Collected data entries:
╭──
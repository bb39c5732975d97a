// CLI modules
mod args;
mod keyring;
mod op;
mod ops;
mod provider;
mod state;
mod version;

use std::str::FromStr;

use args::Args;
use clap::{Parser, Subcommand};
use op::Op;
use ops::{Get, Init, IsStored, Key, RecoveryKey, Store, Version};
use tracing::Level;
use tracing_subscriber::filter::LevelFilter;
use tracing_subscriber::layer::SubscriberExt;
use tracing_subscriber::util::SubscriberInitExt;
use tracing_subscriber::EnvFilter;

command_enum! {
    (Init, Init),
    (Key, Key),
    (Store, Store),
    (Get, Get),
    (IsStored, IsStored),
    (RecoveryKey, RecoveryKey),
    (Version, Version),
}

const DEFAULT_LOG_LEVEL: &str = "warn";

/// Log to stderr so command output on stdout stays clean
fn init_logging(level: &str) -> anyhow::Result<()> {
    let level = Level::from_str(level)
        .map_err(|_| anyhow::anyhow!("invalid log level: {}", level))?;
    let env_filter = EnvFilter::builder()
        .with_default_directive(LevelFilter::from_level(level).into())
        .from_env_lossy();

    let fmt_layer = tracing_subscriber::fmt::layer()
        .compact()
        .with_target(false)
        .with_writer(std::io::stderr);

    tracing_subscriber::registry()
        .with(env_filter)
        .with(fmt_layer)
        .try_init()?;
    Ok(())
}

#[tokio::main]
async fn main() {
    let args = Args::parse();
    let ctx = op::OpContext::new(args.config_path);

    // an uninitialized directory is fine here, `init` has not run yet
    let configured_level = ctx.state().ok().map(|state| state.config.log_level);
    let log_level = args
        .log_level
        .or(configured_level)
        .unwrap_or_else(|| DEFAULT_LOG_LEVEL.to_string());
    if let Err(e) = init_logging(&log_level) {
        eprintln!("Error: Failed to initialize logging: {}", e);
        std::process::exit(1);
    }

    match args.command.execute(&ctx).await {
        Ok(output) => {
            println!("{}", output);
            std::process::exit(0);
        }
        Err(e) => {
            eprintln!("Error: {}", e);
            std::process::exit(1);
        }
    }
}
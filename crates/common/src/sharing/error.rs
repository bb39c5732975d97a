/// Why a secret request did not resolve with a secret
#[derive(Debug, Clone, PartialEq, Eq, thiserror::Error)]
pub enum SharingError {
    /// Cancelled locally; carries the reason given to `cancel`
    #[error("{0}")]
    Cancelled(String),
    #[error("failed to send secret request: {0}")]
    Transport(String),
    /// The sharing engine was dropped with the request still pending
    #[error("secret request dropped before it was resolved")]
    Dropped,
}
use clap::Args;

use common::storage::SecretStorageError;

use crate::state::StateError;

/// Show the default key, or set it when a key id is given
#[derive(Args, Debug, Clone)]
pub struct SetDefault {
    pub key_id: Option<String>,
}

#[derive(Debug, thiserror::Error)]
pub enum KeyDefaultError {
    #[error("state error: {0}")]
    State(#[from] StateError),
    #[error("secret storage error: {0}")]
    Storage(#[from] SecretStorageError),
}

#[async_trait::async_trait]
impl crate::op::Op for SetDefault {
    type Error = KeyDefaultError;
    type Output = String;

    async fn execute(&self, ctx: &crate::op::OpContext) -> Result<Self::Output, Self::Error> {
        let state = ctx.state()?;
        let storage = state.storage(None);

        let Some(key_id) = &self.key_id else {
            return Ok(match storage.get_default_key_id().await? {
                Some(key_id) => key_id,
                None => "No default key set".to_string(),
            });
        };

        if !storage.has_key(Some(key_id)).await? {
            return Err(SecretStorageError::UnknownKey(key_id.clone()).into());
        }
        storage.set_default_key_id(key_id).await?;
        Ok(format!("Default key set to {}", key_id))
    }
}
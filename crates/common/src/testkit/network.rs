use std::collections::{BTreeMap, HashSet};
use std::sync::Arc;

use parking_lot::Mutex;
use serde_json::Value;

use crate::callbacks::CryptoCallbacks;
use crate::sharing::{
    SecretRequestContent, SecretRequestEvent, SecretSendContent, SecretSendEvent, SecretSharing,
    ENCRYPTED_EVENT, SECRET_REQUEST_EVENT,
};

use super::device::TestDevice;
use super::peer::TestPeer;

/// A to-device message captured by the network
#[derive(Debug, Clone, PartialEq)]
pub struct SentMessage {
    pub sender_user: String,
    pub sender_device: String,
    pub event_type: String,
    pub recipient_user: String,
    pub recipient_device: String,
    pub content: Value,
}

#[derive(Default)]
pub(super) struct NetworkState {
    /// (user id, device id) -> identity key
    pub devices: BTreeMap<(String, String), String>,
    /// (sender identity key, recipient user, recipient device)
    pub sessions: HashSet<(String, String, String)>,
    pub verified: HashSet<(String, String)>,
    pub outbox: Vec<SentMessage>,
    pub fail_sends: bool,
    pub stall_sends: bool,
}

/// An in-process set of devices belonging to one user
///
/// Messages sent by any device land in a shared outbox until
/// [`TestNetwork::deliver_all`] routes them. Devices start out verified.
#[derive(Clone)]
pub struct TestNetwork {
    user_id: String,
    state: Arc<Mutex<NetworkState>>,
}

impl TestNetwork {
    pub fn new(user_id: impl Into<String>) -> Self {
        Self {
            user_id: user_id.into(),
            state: Arc::new(Mutex::new(NetworkState::default())),
        }
    }

    pub fn user_id(&self) -> &str {
        &self.user_id
    }

    /// Register one of our own devices
    pub fn add_device(&self, device_id: &str) -> TestDevice {
        let user_id = self.user_id.clone();
        self.add_user_device(&user_id, device_id)
    }

    /// Register a device belonging to any user
    pub fn add_user_device(&self, user_id: &str, device_id: &str) -> TestDevice {
        let identity_key = format!("curve25519:{}:{}", user_id, device_id);
        let mut state = self.state.lock();
        state.devices.insert(
            (user_id.to_string(), device_id.to_string()),
            identity_key.clone(),
        );
        state
            .verified
            .insert((user_id.to_string(), device_id.to_string()));

        TestDevice::new(
            user_id.to_string(),
            device_id.to_string(),
            identity_key,
            self.state.clone(),
        )
    }

    /// Register one of our own devices running a sharing engine
    pub fn add_peer(
        &self,
        device_id: &str,
        callbacks: Option<Arc<dyn CryptoCallbacks>>,
    ) -> TestPeer {
        let device = self.add_device(device_id);
        let sharing = SecretSharing::new(device.clone(), callbacks);
        TestPeer { device, sharing }
    }

    pub fn set_verified(&self, device_id: &str, verified: bool) {
        let key = (self.user_id.clone(), device_id.to_string());
        let mut state = self.state.lock();
        if verified {
            state.verified.insert(key);
        } else {
            state.verified.remove(&key);
        }
    }

    /// Make every send fail until turned off again
    pub fn set_fail_sends(&self, fail: bool) {
        self.state.lock().fail_sends = fail;
    }

    /// Make every send hang forever until turned off again
    ///
    /// Only sends that start after the switch is flipped back complete.
    pub fn set_stall_sends(&self, stall: bool) {
        self.state.lock().stall_sends = stall;
    }

    /// Messages sent and not yet delivered
    pub fn sent_messages(&self) -> Vec<SentMessage> {
        self.state.lock().outbox.clone()
    }

    /// Remove and return every undelivered message
    pub fn take_sent(&self) -> Vec<SentMessage> {
        std::mem::take(&mut self.state.lock().outbox)
    }

    /// Build a well-formed, decrypted secret response as if `device_id` sent it
    pub fn secret_send_event(
        &self,
        device_id: &str,
        request_id: &str,
        secret: &str,
    ) -> SecretSendEvent {
        let state = self.state.lock();
        let sender_key = state
            .devices
            .get(&(self.user_id.clone(), device_id.to_string()))
            .cloned();

        SecretSendEvent {
            sender: self.user_id.clone(),
            sender_key,
            olm_encrypted: true,
            content: SecretSendContent {
                request_id: Some(request_id.to_string()),
                secret: Some(secret.to_string()),
            },
        }
    }

    /// Route queued messages to `peers` until no more are produced
    ///
    /// Messages for devices without a peer are dropped. Returns how many
    /// messages reached a peer.
    pub async fn deliver_all(&self, peers: &[&TestPeer]) -> usize {
        let mut delivered = 0;
        loop {
            let batch = self.take_sent();
            if batch.is_empty() {
                break;
            }

            for message in batch {
                let Some(peer) = peers.iter().find(|peer| {
                    peer.user_id() == message.recipient_user
                        && peer.device_id() == message.recipient_device
                }) else {
                    tracing::debug!(
                        "dropping {} for {} (no peer)",
                        message.event_type,
                        message.recipient_device
                    );
                    continue;
                };

                match message.event_type.as_str() {
                    SECRET_REQUEST_EVENT => {
                        let Ok(content) =
                            serde_json::from_value::<SecretRequestContent>(message.content)
                        else {
                            continue;
                        };
                        let event = SecretRequestEvent {
                            sender: message.sender_user,
                            content,
                        };
                        peer.sharing.on_request_received(&event).await;
                    }
                    ENCRYPTED_EVENT => {
                        let Some(event) = peer.device.decrypt(&message.sender_user, &message.content)
                        else {
                            continue;
                        };
                        peer.sharing.on_secret_received(&event).await;
                    }
                    other => {
                        tracing::debug!("dropping unknown message type {}", other);
                        continue;
                    }
                }
                delivered += 1;
            }
        }
        delivered
    }
}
╰──
Problem description: Start at the first line of the data above. Stop after the line containing "let env_filter = EnvFilter::builder()", reproducing each line exactly and adding nothing.

Result:
repository bb39c5732975d97a
// CLI modules
mod args;
mod keyring;
mod op;
mod ops;
mod provider;
mod state;
mod version;

use std::str::FromStr;

use args::Args;
use clap::{Parser, Subcommand};
use op::Op;
use ops::{Get, Init, IsStored, Key, RecoveryKey, Store, Version};
use tracing::Level;
use tracing_subscriber::filter::LevelFilter;
use tracing_subscriber::layer::SubscriberExt;
use tracing_subscriber::util::SubscriberInitExt;
use tracing_subscriber::EnvFilter;

command_enum! {
    (Init, Init),
    (Key, Key),
    (Store, Store),
    (Get, Get),
    (IsStored, IsStored),
    (RecoveryKey, RecoveryKey),
    (Version, Version),
}

const DEFAULT_LOG_LEVEL: &str = "warn";

/// Log to stderr so command output on stdout stays clean
fn init_logging(level: &str) -> anyhow::Result<()> {
    let level = Level::from_str(level)
        .map_err(|_| anyhow::anyhow!("invalid log level: {}", level))?;
    let env_filter = EnvFilter::builder()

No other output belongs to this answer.